My name is Charlotte. She brushes back her

corn blond hair. My mother, her sister,

my great-grandmother, my great-great uncle,

my great uncle and much later my mother’s mother,

my grandmother all perished by their own hand.

Despair was inherited with the blood of my family.

I was the last. They came and took me away,

took me to the camps, where their final kindness

was to end the family curse. There they gassed me,

along with thousands of others. But they could not kill

my spirit, my life which lives on in the thousands

of paintings I made. The theatre of my life.

iii

My name is Anonymous. I speak for all the other

women whose names are unknown, but whose

stories reverberate around these rooms like

thunderous storms.
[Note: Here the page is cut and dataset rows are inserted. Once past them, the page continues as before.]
impl ElementKind {
    pub const ALL: [ElementKind; 12] = [
        ElementKind::CheckCard,
        ElementKind::CheckSvg,
        ElementKind::CheckImage,
        ElementKind::CheckLine,
        ElementKind::StaticText,
        ElementKind::StaticSvg,
        ElementKind::Image,
        ElementKind::StaticTicker,
        ElementKind::Video,
        ElementKind::Audio,
        ElementKind::Clock,
        ElementKind::ObjectCard,
    ];

    /// Bound to a check target and driven by a poller
    pub fn polls_check(&self) -> bool {
        matches!(
            self,
            ElementKind::CheckCard | ElementKind::CheckSvg | ElementKind::CheckImage | ElementKind::CheckLine
        )
    }

    /// Full-width strip; only vertical position and height can change
    pub fn is_ticker(&self) -> bool {
        matches!(self, ElementKind::StaticTicker)
    }

    pub fn display_name(&self) -> &'static str {
        match self {
            ElementKind::CheckCard => "Icinga Card",
            ElementKind::CheckSvg => "Icinga SVG",
            ElementKind::CheckImage => "Icinga Image",
            ElementKind::CheckLine => "Icinga Line",
            ElementKind::StaticText => "Static Text",
            ElementKind::StaticSvg => "Static SVG",
            ElementKind::Image => "Image",
            ElementKind::StaticTicker => "Static Ticker",
            ElementKind::Video => "Video",
            ElementKind::Audio => "Audio",
            ElementKind::Clock => "Clock",
            ElementKind::ObjectCard => "Icinga object (experimental)",
        }
    }

    /// Options a freshly switched element starts with
    pub fn default_options(&self) -> Options {
        let value = match self {
            ElementKind::CheckSvg => json!({
                "okSvg": "check-circle",
                "okStrokeColor": "#0ee16a",
                "warningSvg": "alert-triangle",
                "warningStrokeColor": "#ff9000",
                "unknownSvg": "help-circle",
                "unknownStrokeColor": "#970ee1",
                "criticalSvg": "alert-octagon",
                "criticalStrokeColor": "#ff0019",
                "muteAlerts": false,
            }),
            ElementKind::CheckLine => json!({
                "strokeWidth": 4,
                "muteAlerts": false,
            }),
            ElementKind::StaticText => json!({
                "fontSize": 36,
                "text": "Hello, world!",
                "fontColor": "black",
                "backgroundColor": "white",
            }),
            ElementKind::StaticTicker => json!({
                "fontSize": 32,
                "text": "Hello, world!",
                "fontColor": "white",
                "backgroundColor": "black",
            }),
            ElementKind::StaticSvg => json!({
                "svg": "activity",
                "strokeColor": "#ffffff",
            }),
            _ => json!({}),
        };
        match value {
            Value::Object(map) => map,
            _ => Options::new(),
        }
    }
}

impl std::fmt::Display for ElementKind {
    fn fmt(&self, f: &mut std::fmt::Formatter<'_>) -> std::fmt::Result {
        f.write_str(self.display_name())
    }
}

impl Default for Element {
    fn default() -> Self {
        Self {
            kind: ElementKind::StaticText,
            title: "New element".to_string(),
            rect: Rect::default(),
            options: ElementKind::StaticText.default_options(),
            rotation: 0.0,
        }
    }
}

impl Element {
    pub fn geometry(&self) -> WidgetGeometry {
        WidgetGeometry::new(self.rect, self.rotation, self.kind.is_ticker())
    }

    pub fn set_geometry(&mut self, geometry: WidgetGeometry) {
        self.rect = geometry.rect;
        self.rotation = geometry.rotation;
    }

    /// Switch kind, resetting options to the new kind's defaults
    pub fn change_kind(&mut self, kind: ElementKind) {
        if kind.is_ticker() {
            self.rect = Rect::new(0.0, TICKER_Y, 100.0, TICKER_H);
        }
        self.kind = kind;
        self.options = kind.default_options();
    }

    /// Typed check options; None for kinds that never poll
    pub fn check_options(&self) -> Option<CheckOptions> {
        if !self.kind.polls_check() {
            return None;
        }
        Some(CheckOptions::from_options(&self.options))
    }

    /// Merge `update` into the options map
    pub fn update_options(&mut self, update: Options) {
        for (key, value) in update {
            self.options.insert(key, value);
        }
    }
}
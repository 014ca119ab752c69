//! Alert sound output

use tracing::info;

use crate::alert::AlertSound;

pub trait SoundPlayer: Send + Sync {
    fn play(&self, sound: &AlertSound);
}

/// Writes every emitted sound to the log instead of a sound card
#[derive(Debug, Default)]
pub struct LogPlayer;

impl SoundPlayer for LogPlayer {
    fn play(&self, sound: &AlertSound) {
        info!(state = %sound.state, url = ?sound.url, volume = sound.volume, "Alert sound");
    }
}

/// Best player available in this build
pub fn default_player(server_url: &str) -> Box<dyn SoundPlayer> {
    #[cfg(feature = "audio")]
    {
        Box::new(rodio_player::RodioPlayer::new(server_url))
    }
    #[cfg(not(feature = "audio"))]
    {
        let _ = server_url;
        Box::new(LogPlayer)
    }
}

#[cfg(feature = "audio")]
mod rodio_player {
    use rodio::{Decoder, OutputStream, Sink};
    use std::io::Cursor;
    use std::sync::Mutex;
    use std::sync::mpsc::{self, Sender};
    use std::thread;
    use tracing::{error, warn};

    use super::SoundPlayer;
    use crate::alert::AlertSound;

    struct PlayCommand {
        url: String,
        volume: f32,
    }

    /// Plays sounds on a dedicated audio thread holding the non-Send output stream
    pub struct RodioPlayer {
        base_url: String,
        tx: Mutex<Option<Sender<PlayCommand>>>,
    }

    impl RodioPlayer {
        pub fn new(base_url: &str) -> Self {
            Self {
                base_url: base_url.trim_end_matches('/').to_string(),
                tx: Mutex::new(None),
            }
        }

        fn ensure_thread(&self) -> Result<Sender<PlayCommand>, String> {
            let mut guard = self.tx.lock().map_err(|e| e.to_string())?;
            if let Some(tx) = guard.as_ref() {
                return Ok(tx.clone());
            }

            let (tx, rx) = mpsc::channel::<PlayCommand>();
            thread::Builder::new()
                .name("alert-audio".to_string())
                .spawn(move || {
                    let (_stream, handle) = match OutputStream::try_default() {
                        Ok(pair) => pair,
                        Err(e) => {
                            error!(error = %e, "Failed to open audio output");
                            return;
                        }
                    };
                    while let Ok(cmd) = rx.recv() {
                        if let Err(e) = play_one(&handle, &cmd) {
                            warn!(url = %cmd.url, error = %e, "Failed to play alert sound");
                        }
                    }
                })
                .map_err(|e| e.to_string())?;

            *guard = Some(tx.clone());
            Ok(tx)
        }

        fn absolute(&self, url: &str) -> String {
            if url.starts_with("http://") || url.starts_with("https://") {
                url.to_string()
            } else {
                format!("{}/{}", self.base_url, url.trim_start_matches('/'))
            }
        }

        fn send(&self, cmd: PlayCommand) {
            let tx = match self.ensure_thread() {
                Ok(tx) => tx,
                Err(e) => {
                    error!(error = %e, "Failed to start audio thread");
                    return;
                }
            };
            if tx.send(cmd).is_err() {
                // Output could not be opened; the next alert starts a fresh thread
                error!("Audio thread is gone, restarting on next alert");
                if let Ok(mut guard) = self.tx.lock() {
                    guard.take();
                }
            }
        }
    }

    fn play_one(handle: &rodio::OutputStreamHandle, cmd: &PlayCommand) -> Result<(), String> {
        let bytes = reqwest::blocking::get(&cmd.url)
            .and_then(|res| res.error_for_status())
            .and_then(|res| res.bytes())
            .map_err(|e| e.to_string())?;
        let source = Decoder::new(Cursor::new(bytes.to_vec())).map_err(|e| e.to_string())?;
        let sink = Sink::try_new(handle).map_err(|e| e.to_string())?;
        sink.set_volume(cmd.volume.clamp(0.0, 1.0));
        sink.append(source);
        sink.detach();
        Ok(())
    }

    impl SoundPlayer for RodioPlayer {
        fn play(&self, sound: &AlertSound) {
            let Some(url) = sound.url.as_deref() else {
                warn!(state = %sound.state, "No sound configured for alert");
                return;
            };
            let cmd = PlayCommand {
                url: self.absolute(url),
                volume: sound.volume,
            };
            self.send(cmd);
        }
    }

    #[cfg(test)]
    mod tests {
        use super::*;
        use crate::check_state::CheckState;

        #[test]
        fn test_dead_audio_thread_is_forgotten() {
            let player = RodioPlayer::new("http://meerkat.local:8585");
            let (tx, rx) = mpsc::channel();
            drop(rx);
            *player.tx.lock().unwrap() = Some(tx);

            player.play(&AlertSound {
                state: CheckState::Critical,
                url: Some("/dashboards-data/critical.mp3".to_string()),
                volume: 0.0,
            });
            assert!(player.tx.lock().unwrap().is_none());
        }
    }
}

#[cfg(test)]
pub mod testing {
    use std::sync::Mutex;

    use super::SoundPlayer;
    use crate::alert::AlertSound;

    /// Records every sound it is asked to play
    #[derive(Debug, Default)]
    pub struct RecordingPlayer {
        pub played: Mutex<Vec<AlertSound>>,
    }

    impl RecordingPlayer {
        pub fn played(&self) -> Vec<AlertSound> {
            self.played.lock().unwrap().clone()
        }
    }

    impl SoundPlayer for RecordingPlayer {
        fn play(&self, sound: &AlertSound) {
            self.played.lock().unwrap().push(sound.clone());
        }
    }
}
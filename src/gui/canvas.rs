//! Board canvas: painting, hit testing and pointer routing

use eframe::egui;

use super::constants::*;
use crate::board::{Board, WidgetStatus};
use crate::check_state::CheckState;
use crate::drag::{CanvasLayout, PointerEvent, PointerTarget};
use crate::types::{Delta, PixelSize, Point, Rect, Rotation, WidgetId};

/// A widget's rotated rectangle in client coordinates
#[derive(Debug, Clone, Copy, PartialEq)]
pub struct WidgetFrame {
    center: Point,
    half_width: f64,
    half_height: f64,
    rotation: Rotation,
}

impl WidgetFrame {
    pub fn new(rect: Rect, rotation: Rotation, layout: &CanvasLayout) -> Self {
        let center = rect.pixel_center(layout.size);
        let size = rect.pixel_size(layout.size);
        Self {
            center: Point::new(layout.origin.x + center.x, layout.origin.y + center.y),
            half_width: size.width / 2.0,
            half_height: size.height / 2.0,
            rotation,
        }
    }

    pub fn center(&self) -> Point {
        self.center
    }

    fn to_client(&self, local: Point) -> Point {
        let (sin, cos) = self.rotation.sin_cos();
        Point::new(
            self.center.x + local.x * cos - local.y * sin,
            self.center.y + local.x * sin + local.y * cos,
        )
    }

    fn to_local(&self, client: Point) -> Point {
        let (sin, cos) = (-self.rotation).sin_cos();
        let (dx, dy) = (client.x - self.center.x, client.y - self.center.y);
        Point::new(dx * cos - dy * sin, dx * sin + dy * cos)
    }

    /// Top-left, top-right, bottom-right, bottom-left
    pub fn corners(&self) -> [Point; 4] {
        let (w, h) = (self.half_width, self.half_height);
        [
            self.to_client(Point::new(-w, -h)),
            self.to_client(Point::new(w, -h)),
            self.to_client(Point::new(w, h)),
            self.to_client(Point::new(-w, h)),
        ]
    }

    pub fn contains(&self, client: Point) -> bool {
        let local = self.to_local(client);
        local.x.abs() <= self.half_width && local.y.abs() <= self.half_height
    }

    pub fn resize_grabber(&self) -> Point {
        self.corners()[2]
    }

    pub fn rotate_grabber(&self) -> Point {
        self.corners()[1]
    }
}

fn near(a: Point, b: Point, radius: f64) -> bool {
    (a.x - b.x).hypot(a.y - b.y) <= radius
}

fn frame_of(board: &Board, id: WidgetId, layout: &CanvasLayout) -> Option<WidgetFrame> {
    board
        .element(id)
        .map(|element| WidgetFrame::new(element.rect, element.rotation, layout))
}

/// What the pointer is over: grabbers of the selected widget first, then
/// widget bodies from topmost to bottommost.
pub fn hit_test(board: &Board, layout: &CanvasLayout, pointer: Point) -> PointerTarget {
    let radius = f64::from(GRABBER_RADIUS);

    if let Some(selected) = board.selected()
        && let Some(frame) = frame_of(board, selected, layout)
    {
        if near(frame.resize_grabber(), pointer, radius) {
            return PointerTarget::ResizeHandle(selected);
        }
        let is_ticker = board.element(selected).is_some_and(|e| e.kind.is_ticker());
        if !is_ticker && near(frame.rotate_grabber(), pointer, radius) {
            return PointerTarget::RotateHandle(selected);
        }
    }

    board
        .widget_ids()
        .into_iter()
        .rev()
        .find(|id| frame_of(board, *id, layout).is_some_and(|frame| frame.contains(pointer)))
        .map(PointerTarget::Body)
        .unwrap_or(PointerTarget::Canvas)
}

/// Largest rect with the given aspect ratio centered in `available`
pub fn fit_aspect(available: egui::Rect, aspect: f32) -> egui::Rect {
    let width = available.width().min(available.height() * aspect);
    let height = width / aspect;
    egui::Rect::from_center_size(available.center(), egui::vec2(width, height))
}

pub fn layout_of(rect: egui::Rect) -> CanvasLayout {
    CanvasLayout {
        origin: Point::new(f64::from(rect.min.x), f64::from(rect.min.y)),
        size: PixelSize::new(f64::from(rect.width()), f64::from(rect.height())),
    }
}

fn to_pos(point: Point) -> egui::Pos2 {
    egui::pos2(point.x as f32, point.y as f32)
}

fn to_point(pos: egui::Pos2) -> Point {
    Point::new(f64::from(pos.x), f64::from(pos.y))
}

pub fn state_color(status: Option<WidgetStatus>) -> egui::Color32 {
    match status.map(|s| s.state) {
        Some(CheckState::Ok | CheckState::Up) => STATE_OK,
        Some(CheckState::Warning) => STATE_WARNING,
        Some(CheckState::Critical | CheckState::Down) => STATE_CRITICAL,
        Some(CheckState::Unknown) => STATE_UNKNOWN,
        None => STATE_PENDING,
    }
}

fn widget_label(title: &str, status: Option<WidgetStatus>) -> String {
    match status {
        Some(WidgetStatus { state, acknowledged: true }) => format!("{title}\n{state} (ACK)"),
        Some(WidgetStatus { state, .. }) => format!("{title}\n{state}"),
        None => title.to_string(),
    }
}

pub fn paint(painter: &egui::Painter, board: &Board, canvas: egui::Rect, editing: bool) {
    painter.rect_filled(canvas, 0.0, CANVAS_BACKGROUND);
    let layout = layout_of(canvas);

    for id in board.widget_ids() {
        let Some(element) = board.element(id) else {
            continue;
        };
        let frame = WidgetFrame::new(element.rect, element.rotation, &layout);
        let status = board.status(id);
        let fill = if element.kind.polls_check() {
            state_color(status)
        } else {
            STATIC_FILL
        };
        let selected = editing && board.selected() == Some(id);
        let stroke = if selected {
            egui::Stroke::new(2.0, SELECTION_COLOR)
        } else {
            egui::Stroke::NONE
        };

        let corners: Vec<egui::Pos2> = frame.corners().into_iter().map(to_pos).collect();
        painter.add(egui::Shape::convex_polygon(corners, fill, stroke));
        painter.text(
            to_pos(frame.center()),
            egui::Align2::CENTER_CENTER,
            widget_label(&element.title, status),
            egui::FontId::proportional(LABEL_FONT_SIZE),
            LABEL_COLOR,
        );

        if selected {
            painter.circle(to_pos(frame.resize_grabber()), GRABBER_RADIUS, SELECTION_COLOR, egui::Stroke::NONE);
            if !element.kind.is_ticker() {
                painter.circle(
                    to_pos(frame.rotate_grabber()),
                    GRABBER_RADIUS,
                    LABEL_COLOR,
                    egui::Stroke::new(2.0, SELECTION_COLOR),
                );
            }
        }
    }
}

/// Feed this frame's pointer input into the board; true if geometry changed
pub fn route_pointer(ctx: &egui::Context, board: &mut Board, canvas: egui::Rect) -> bool {
    let layout = layout_of(canvas);
    let (pressed, released, down, gone, position, delta) = ctx.input(|i| {
        (
            i.pointer.primary_pressed(),
            i.pointer.primary_released(),
            i.pointer.primary_down(),
            !i.pointer.has_pointer() || i.events.iter().any(|e| matches!(e, egui::Event::PointerGone)),
            i.pointer.interact_pos(),
            i.pointer.delta(),
        )
    });

    let mut changed = false;
    if let Some(position) = position {
        let client = to_point(position);
        let movement = Delta::new(f64::from(delta.x), f64::from(delta.y));

        if pressed && canvas.contains(position) {
            let event = PointerEvent {
                client,
                movement,
                target: hit_test(board, &layout, client),
            };
            board.pointer_down(&event);
        } else if let Some((id, _)) = board.active_gesture()
            && down
            && !gone
            && movement != Delta::default()
        {
            let event = PointerEvent {
                client,
                movement,
                target: PointerTarget::Body(id),
            };
            changed = board.pointer_move(&event, &layout).is_some();
        }
    }

    // egui never sees a release outside the window, so leaving it ends the gesture
    if board.active_gesture().is_some() && (released || gone || !down) {
        board.pointer_up();
    }
    changed
}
I am not long dead,

my memories still torment me. I stand in a crowd

of tearful women, waiting and wailing. Willing

that the lives of our fathers, brothers, husbands

be spared, or if they are dead, that they did not die

cruelly. The veil of a woman screams with her expired

breath, seeing the names of those she loves on the list.

Those of us who wait, who return to wait again and again

shiver, wanting and not wanting to know.

I return to my daughters in the camp and resolve to flee

into the Afghani mountains when the list bearing

my beloved’s name is nailed to the gate. My daughters

and I will run between the flying bullets.

iv

I found freedom in the underworld, where circus

jesters, acrobats and long-limbed stilt walkers play

Russian roulette with their souls. I hardly recognise her.

Is that you? Is that really you? I ask, repeating the question.

Fire breathing women walk by, each question punctuated

by a flaring of the mouth. Her soul retreats again

and I reach out to grab her hand. Death is wheeled by

on a cart such as Athena once invented. The underworld

is not technologically literate, but a primitive world

full of primitive passions. Death casts her eye over me

and passes on. Not yet. Not for me, at least. There she

is again. Mum, I call. She turns, her eyes owl-grey,

where once they shone blue. A beach ball flies

between us, light as a ghost. I hold her hand, cold,

and press it to my hairline. Her gaze passes over

my left shoulder and I wonder who she sees. I want

to talk, but no speech can creep between my lips.

When her mouth opens, I see neon words fly like birds

but no sound … I strain to hear but there are only the

faint strains of an accordion, like a circus passing by

on a distant road. She makes the leap as Death cruises

past again and takes her place on the horse-drawn

cart. No backward glance, no regret, simply passing on.

As I turn to leave the world of the dead, my eyes catch

another face I know. No warning and the dead throttle

past me in their rush for eternity.

v

And another and another. Is there no end to the greed

of Death? Crossing the road in her prime, Death

steers straight for her. Didn’t she notice? Did neither

notice? Death did. Death stood by the bed for days.

Pushed and pulled by life’s will. But Death is a bad loser,

knowing that her endurance outlasts all.

I spin the wheel waiting for the next game.

A pomegranate rudely torn open tempts me, a glass

of red wine is proffered. Souls bristle into the seats nearby,

the storytellers take their place around the table and begin …

May 1994-October 1996

Notes

When my mother died in May 1994, I grieved for a long time. This poem references Persephone and Demeter. Persephone in her role as Queen of the Dead, who is tricked by Hades to staying in the underworld for six months of each year.

The poem also tells the story of Charlotte Salomon who was captured by the Nazi’s and sent to Auschwitz. I stumbled upon a book of paintings by her called Leben? Oder Theater? (Life? Or Theater?) while staying with two German friends living in Berkeley. I was very moved, not only by her tragic story, but also by her extraordinary paintings.

This life and all the other lives of women who are unnamed are important to remember, especially around the time of Halloween and All Souls Day.

This poem is from my book The Butterfly Effect (2005).